Ecco, io non andrei a cercare tanti nomi illustri e testimoni esemplari, mi basta fermare lo sguardo su queste coppie concrete per intuire, da una parte, quanto lavoro ho da fare su di me come donna e su di noi come coppia, e, dall’altra, quanto invece la Grazia ci abbia toccati tanto da avere delle indicazioni, dei cartelli stradali ben chiari su quale sia la nostra Meta.
Mio marito ed io ci siamo interrogati diverse volte su questo fatto e la risposta che ci siamo dati è che nella nostra formazione abbiamo ricevuto tanto e siamo stati (per quanto possibile) un terreno in attesa di essere fecondato. Ora ci ritroviamo ad avere dei piccoli frutti in mano ed è quindi arrivato il nostro tempo di dare, di rischiare nelle relazioni e di lasciarci trasformare dall’incontro con l’altro, pur avendo continuamente bisogno di abbeverarci alla Fonte buona.
Detta così sembra che siamo diventati dei missionari in cerca di proseliti… in realtà le cose sono molto più piccole e molto più ridimensionate.
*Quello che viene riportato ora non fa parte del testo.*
use log::{error, info};
use service::{config::Config, logging::Logger, AppState};
use std::sync::Arc;

#[tokio::main]
async fn main() {
    let config = Config::new();
    Logger::init_logger(&config);

    info!("Starting Glowdesk platform API...");

    let db = match service::init_database(&config).await {
        Ok(db) => Arc::new(db),
        Err(e) => {
            error!("Failed to establish database connection: {e}");
            std::process::exit(1);
        }
    };

    let app_state = AppState::new(config, &db);

    if let Err(e) = web::init_server(app_state).await {
        error!("Server failed: {e}");
        std::process::exit(1);
    }
}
Il primo luogo in cui stiamo combattendo la nostra battaglia è proprio la nostra coppia: appena sposati, 11 anni fa, ci sentivamo gli “arrivati”, quelli che avevano capito tutto, quelli che avevano fatto bene ogni cosa… oggi ci ritroviamo invece ammaccati, scheggiati, con-formati l’uno all’altra, consapevoli che abbiamo appena fatto i primi passi per la nostra unità. Il primo luogo in cui stiamo andando incontro all’altro, il primo luogo di evangelizzazione siamo proprio noi. E ciò ha scaturito, come a cascata, una prossimità più intima, più veritiera, senza fronzoli nei confronti di altre coppie, di altre famiglie, di singole persone.
Tentare di guardarci secondo la prospettiva della Teologia del Corpo ha fatto nascere un’intesa tra noi e tra altre coppie che mai avremmo pensato, ci ha affinato la vista per poter vedere subito dove sta una ferita, per meravigliarsi di una gioia, per avvistare un pericolo.
Contemplare i nostri corpi nell’intimità, come ammirare le proprie distinzioni – femminili e maschili – nei piccoli gesti quotidiani ci ha resi decisamente più umani, più propensi ad accogliere questa innata diversità; al contempo ci ha fatto avvicinare di più al nostro Creatore, a ringraziarLo per quanto siamo e per quanto possiamo essere.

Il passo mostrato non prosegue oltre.